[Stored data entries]
• • • • •
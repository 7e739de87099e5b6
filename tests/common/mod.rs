//! Shared test infrastructure for integration tests.

use activity_render::{Catalog, EngineConfig, ParameterRenderer};
use std::path::Path;
use std::process::{Command, Output};

/// Renderer with the stock config and the built-in catalog for `language`.
#[allow(dead_code)]
pub fn renderer(language: &str) -> ParameterRenderer {
    let catalog = Catalog::builtin(language)
        .expect("built-in catalog parses")
        .expect("built-in catalog exists");
    ParameterRenderer::new(EngineConfig::default(), catalog)
}

/// Run the `arender` binary with `args`, with an isolated config directory so
/// a developer's own config file does not leak into assertions.
#[allow(dead_code)]
pub fn run_arender(config_home: &Path, args: &[&str]) -> Output {
    Command::new(env!("CARGO_BIN_EXE_arender"))
        .args(args)
        .env("XDG_CONFIG_HOME", config_home)
        .env("HOME", config_home)
        .env_remove("ARENDER_LOG")
        .output()
        .expect("spawn arender")
}

/// Stdout of a successful run, split into lines.
#[allow(dead_code)]
pub fn stdout_lines(output: &Output) -> Vec<String> {
    assert!(
        output.status.success(),
        "arender failed: {}",
        String::from_utf8_lossy(&output.stderr)
    );
    String::from_utf8_lossy(&output.stdout)
        .lines()
        .map(str::to_string)
        .collect()
}
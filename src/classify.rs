//! Per-position parameter classification.
//!
//! Extensions describe which parameters of a subject are file paths or user
//! ids. The registry asks them in registration order and the first one that
//! declares a map wins.
use crate::extension::Extension;
use anyhow::{anyhow, Result};
use serde::Serialize;
use std::collections::BTreeMap;
use std::fmt;
use std::str::FromStr;

#[derive(Debug, Clone, Copy, PartialEq, Eq, Default, Serialize)]
#[serde(rename_all = "snake_case")]
pub enum ParameterType {
    #[default]
    Unclassified,
    File,
    Username,
}

impl ParameterType {
    pub fn as_str(self) -> &'static str {
        match self {
            ParameterType::Unclassified => "",
            ParameterType::File => "file",
            ParameterType::Username => "username",
        }
    }
}

impl fmt::Display for ParameterType {
    fn fmt(&self, f: &mut fmt::Formatter<'_>) -> fmt::Result {
        f.write_str(self.as_str())
    }
}

impl FromStr for ParameterType {
    type Err = anyhow::Error;

    fn from_str(value: &str) -> Result<Self> {
        match value {
            "" | "text" | "unclassified" => Ok(ParameterType::Unclassified),
            "file" => Ok(ParameterType::File),
            "username" => Ok(ParameterType::Username),
            other => Err(anyhow!("unknown parameter type {other:?}")),
        }
    }
}

/// Position to type map for one subject. Absent positions are unclassified
/// and positions past the end of the parameter list are ignored.
#[derive(Debug, Clone, Default, PartialEq, Eq, Serialize)]
#[serde(transparent)]
pub struct Classification(BTreeMap<usize, ParameterType>);

impl Classification {
    pub fn new() -> Self {
        Self::default()
    }

    pub fn with(mut self, position: usize, kind: ParameterType) -> Self {
        self.0.insert(position, kind);
        self
    }

    pub fn get(&self, position: usize) -> ParameterType {
        self.0.get(&position).copied().unwrap_or_default()
    }

    pub fn is_empty(&self) -> bool {
        self.0.is_empty()
    }

    pub fn iter(&self) -> impl Iterator<Item = (usize, ParameterType)> + '_ {
        self.0.iter().map(|(position, kind)| (*position, *kind))
    }

    /// Parse `POS=TYPE` pairs as given on the command line.
    pub fn parse_pairs<S: AsRef<str>>(pairs: &[S]) -> Result<Self> {
        let mut out = Self::new();
        for pair in pairs {
            let pair = pair.as_ref();
            let (position, kind) = pair
                .split_once('=')
                .ok_or_else(|| anyhow!("expected POS=TYPE, got {pair:?}"))?;
            let position = position
                .trim()
                .parse::<usize>()
                .map_err(|err| anyhow!("invalid position in {pair:?}: {err}"))?;
            out.0.insert(position, kind.trim().parse()?);
        }
        Ok(out)
    }
}

impl FromIterator<(usize, ParameterType)> for Classification {
    fn from_iter<I: IntoIterator<Item = (usize, ParameterType)>>(iter: I) -> Self {
        Self(iter.into_iter().collect())
    }
}

/// Ordered set of registered extensions.
#[derive(Debug, Clone, Default)]
pub struct ExtensionRegistry {
    extensions: Vec<Extension>,
}

impl ExtensionRegistry {
    pub fn new() -> Self {
        Self::default()
    }

    /// Registry with the extensions shipped in this crate.
    pub fn builtin() -> Self {
        let mut registry = Self::new();
        registry.register(crate::extension::files_sharing::extension());
        registry
    }

    pub fn register(&mut self, extension: Extension) {
        self.extensions.push(extension);
    }

    /// First declared classification for `(module, subject)`.
    pub fn classify(&self, module: &str, subject: &str) -> Option<Classification> {
        let found = self
            .extensions
            .iter()
            .find_map(|extension| (extension.special_parameters)(module, subject));
        if found.is_none() {
            tracing::trace!(module, subject, "no extension classifies subject");
        }
        found
    }

    /// First declared sentence template for `(module, subject)`.
    pub fn subject_template(&self, module: &str, subject: &str) -> Option<&'static str> {
        self.extensions
            .iter()
            .find_map(|extension| (extension.subject_template)(module, subject))
    }

    pub fn type_icon(&self, kind: &str) -> Option<&'static str> {
        self.extensions
            .iter()
            .find_map(|extension| (extension.type_icon)(kind))
    }

    /// Notification types contributed by every extension, in order.
    pub fn notification_types(&self) -> Vec<(&'static str, &'static str)> {
        self.extensions
            .iter()
            .flat_map(|extension| (extension.notification_types)().iter().copied())
            .collect()
    }

    pub fn is_filter_valid(&self, filter: &str) -> bool {
        self.extensions
            .iter()
            .any(|extension| (extension.is_filter_valid)(filter))
    }

    /// Narrow `types` by `filter` with the first extension that knows it.
    pub fn filter_types(&self, types: &[&str], filter: &str) -> Option<Vec<String>> {
        self.extensions
            .iter()
            .find_map(|extension| (extension.filter_types)(types, filter))
    }
}
//! Sharing activities of the files module.
use super::Extension;
use crate::classify::{Classification, ParameterType};

pub const MODULE: &str = "files";
pub const TYPE_SHARED: &str = "shared";
pub const FILTER_SHARES: &str = "shares";

const NOTIFICATION_TYPES: &[(&str, &str)] = &[(
    TYPE_SHARED,
    "A file or folder has been <strong>shared</strong>",
)];

pub fn extension() -> Extension {
    Extension {
        id: "files_sharing",
        special_parameters,
        subject_template,
        notification_types: || NOTIFICATION_TYPES,
        type_icon,
        filter_types,
        is_filter_valid: |filter| filter == FILTER_SHARES,
    }
}

fn special_parameters(module: &str, subject: &str) -> Option<Classification> {
    if module != MODULE {
        return None;
    }
    let file = Classification::new().with(0, ParameterType::File);
    match subject {
        "shared_group_self" => Some(file),
        "shared_user_self" | "shared_with_by" | "shared_link_self" => {
            Some(file.with(1, ParameterType::Username))
        }
        _ => None,
    }
}

fn subject_template(module: &str, subject: &str) -> Option<&'static str> {
    if module != MODULE {
        return None;
    }
    match subject {
        "shared_user_self" => Some("You shared %1$s with %2$s"),
        "shared_group_self" => Some("You shared %1$s with group %2$s"),
        "shared_with_by" => Some("%2$s shared %1$s with you"),
        "shared_link_self" => Some("You shared %1$s via link"),
        _ => None,
    }
}

fn type_icon(kind: &str) -> Option<&'static str> {
    (kind == TYPE_SHARED).then_some("icon-share")
}

fn filter_types(types: &[&str], filter: &str) -> Option<Vec<String>> {
    if filter != FILTER_SHARES {
        return None;
    }
    Some(
        types
            .iter()
            .filter(|kind| **kind == TYPE_SHARED)
            .map(|kind| kind.to_string())
            .collect(),
    )
}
• • • • •
Every entry above has to be returned exactly as written.

repository 7e739de87099e5b6
filename tests/common/mod.rs
//! Shared test infrastructure for integration tests.

use activity_render::{Catalog, EngineConfig, ParameterRenderer};
use std::path::Path;
use std::process::{Command, Output};

/// Renderer with the stock config and the built-in catalog for `language`.
#[allow(dead_code)]
pub fn renderer(language: &str) -> ParameterRenderer {
    let catalog = Catalog::builtin(language)
        .expect("built-in catalog parses")
        .expect("built-in catalog exists");
    ParameterRenderer::new(EngineConfig::default(), catalog)
}

/// Run the `arender` binary with `args`, with an isolated config directory so
/// a developer's own config file does not leak into assertions.
#[allow(dead_code)]
pub fn run_arender(config_home: &Path, args: &[&str]) -> Output {
    Command::new(env!("CARGO_BIN_EXE_arender"))
        .args(args)
        .env("XDG_CONFIG_HOME", config_home)
        .env("HOME", config_home)
        .env_remove("ARENDER_LOG")
        .output()
        .expect("spawn arender")
}

/// Stdout of a successful run, split into lines.
#[allow(dead_code)]
pub fn stdout_lines(output: &Output) -> Vec<String> {
    assert!(
        output.status.success(),
        "arender failed: {}",
        String::from_utf8_lossy(&output.stderr)
    );
    String::from_utf8_lossy(&output.stdout)
        .lines()
        .map(str::to_string)
        .collect()
}
filename src/classify.rs
//! Per-position parameter classification.
//!
//! Extensions describe which parameters of a subject are file paths or user
//! ids. The registry asks them in registration order and the first one that
//! declares a map wins.
use crate::extension::Extension;
use anyhow::{anyhow, Result};
use serde::Serialize;
use std::collections::BTreeMap;
use std::fmt;
use std::str::FromStr;

#[derive(Debug, Clone, Copy, PartialEq, Eq, Default, Serialize)]
#[serde(rename_all = "snake_case")]
pub enum ParameterType {
    #[default]
    Unclassified,
    File,
    Username,
}

impl ParameterType {
    pub fn as_str(self) -> &'static str {
        match self {
            ParameterType::Unclassified => "",
            ParameterType::File => "file",
            ParameterType::Username => "username",
        }
    }
}

impl fmt::Display for ParameterType {
    fn fmt(&self, f: &mut fmt::Formatter<'_>) -> fmt::Result {
        f.write_str(self.as_str())
    }
}

impl FromStr for ParameterType {
    type Err = anyhow::Error;

    fn from_str(value: &str) -> Result<Self> {
        match value {
            "" | "text" | "unclassified" => Ok(ParameterType::Unclassified),
            "file" => Ok(ParameterType::File),
            "username" => Ok(ParameterType::Username),
            other => Err(anyhow!("unknown parameter type {other:?}")),
        }
    }
}

/// Position to type map for one subject. Absent positions are unclassified
/// and positions past the end of the parameter list are ignored.
#[derive(Debug, Clone, Default, PartialEq, Eq, Serialize)]
#[serde(transparent)]
pub struct Classification(BTreeMap<usize, ParameterType>);

impl Classification {
    pub fn new() -> Self {
        Self::default()
    }

    pub fn with(mut self, position: usize, kind: ParameterType) -> Self {
        self.0.insert(position, kind);
        self
    }

    pub fn get(&self, position: usize) -> ParameterType {
        self.0.get(&position).copied().unwrap_or_default()
    }

    pub fn is_empty(&self) -> bool {
        self.0.is_empty()
    }

    pub fn iter(&self) -> impl Iterator<Item = (usize, ParameterType)> + '_ {
        self.0.iter().map(|(position, kind)| (*position, *kind))
    }

    /// Parse `POS=TYPE` pairs as given on the command line.
    pub fn parse_pairs<S: AsRef<str>>(pairs: &[S]) -> Result<Self> {
        let mut out = Self::new();
        for pair in pairs {
            let pair = pair.as_ref();
            let (position, kind) = pair
                .split_once('=')
                .ok_or_else(|| anyhow!("expected POS=TYPE, got {pair:?}"))?;
            let position = position
                .trim()
                .parse::<usize>()
                .map_err(|err| anyhow!("invalid position in {pair:?}: {err}"))?;
            out.0.insert(position, kind.trim().parse()?);
        }
        Ok(out)
    }
}

impl FromIterator<(usize, ParameterType)> for Classification {
    fn from_iter<I: IntoIterator<Item = (usize, ParameterType)>>(iter: I) -> Self {
        Self(iter.into_iter().collect())
    }
}

/// Ordered set of registered extensions.
#[derive(Debug, Clone, Default)]
pub struct ExtensionRegistry {
    extensions: Vec<Extension>,
}

impl ExtensionRegistry {
    pub fn new() -> Self {
        Self::default()
    }

    /// Registry with the extensions shipped in this crate.
    pub fn builtin() -> Self {
        let mut registry = Self::new();
        registry.register(crate::extension::files_sharing::extension());
        registry
    }

    pub fn register(&mut self, extension: Extension) {
        self.extensions.push(extension);
    }

    /// First declared classification for `(module, subject)`.
    pub fn classify(&self, module: &str, subject: &str) -> Option<Classification> {
        let found = self
            .extensions
            .iter()
            .find_map(|extension| (extension.special_parameters)(module, subject));
        if found.is_none() {
            tracing::trace!(module, subject, "no extension classifies subject");
        }
        found
    }

    /// First declared sentence template for `(module, subject)`.
    pub fn subject_template(&self, module: &str, subject: &str) -> Option<&'static str> {
        self.extensions
            .iter()
            .find_map(|extension| (extension.subject_template)(module, subject))
    }

    pub fn type_icon(&self, kind: &str) -> Option<&'static str> {
        self.extensions
            .iter()
            .find_map(|extension| (extension.type_icon)(kind))
    }

    /// Notification types contributed by every extension, in order.
    pub fn notification_types(&self) -> Vec<(&'static str, &'static str)> {
        self.extensions
            .iter()
            .flat_map(|extension| (extension.notification_types)().iter().copied())
            .collect()
    }

    pub fn is_filter_valid(&self, filter: &str) -> bool {
        self.extensions
            .iter()
            .any(|extension| (extension.is_filter_valid)(filter))
    }

    /// Narrow `types` by `filter` with the first extension that knows it.
    pub fn filter_types(&self, types: &[&str], filter: &str) -> Option<Vec<String>> {
        self.extensions
            .iter()
            .find_map(|extension| (extension.filter_types)(types, filter))
    }
}
//! Sharing activities of the files module.
use super::Extension;
use crate::classify::{Classification, ParameterType};

pub const MODULE: &str = "files";
pub const TYPE_SHARED: &str = "shared";
pub const FILTER_SHARES: &str = "shares";

const NOTIFICATION_TYPES: &[(&str, &str)] = &[(
    TYPE_SHARED,
    "A file or folder has been <strong>shared</strong>",
)];

pub fn extension() -> Extension {
    Extension {
        id: "files_sharing",
        special_parameters,
        subject_template,
        notification_types: || NOTIFICATION_TYPES,
        type_icon,
        filter_types,
        is_filter_valid: |filter| filter == FILTER_SHARES,
    }
}

fn special_parameters(module: &str, subject: &str) -> Option<Classification> {
    if module != MODULE {
        return None;
    }
    let file = Classification::new().with(0, ParameterType::File);
    match subject {
        "shared_group_self" => Some(file),
        "shared_user_self" | "shared_with_by" | "shared_link_self" => {
            Some(file.with(1, ParameterType::Username))
        }
        _ => None,
    }
}

fn subject_template(module: &str, subject: &str) -> Option<&'static str> {
    if module != MODULE {
        return None;
    }
    match subject {
        "shared_user_self" => Some("You shared %1$s with %2$s"),
        "shared_group_self" => Some("You shared %1$s with group %2$s"),
        "shared_with_by" => Some("%2$s shared %1$s with you"),
        "shared_link_self" => Some("You shared %1$s via link"),
        _ => None,
    }
}

fn type_icon(kind: &str) -> Option<&'static str> {
    (kind == TYPE_SHARED).then_some("icon-share")
}

fn filter_types(types: &[&str], filter: &str) -> Option<Vec<String>> {
    if filter != FILTER_SHARES {
        return None;
    }
    Some(
        types
            .iter()
            .filter(|kind| **kind == TYPE_SHARED)
            .map(|kind| kind.to_string())
            .collect(),
    )
}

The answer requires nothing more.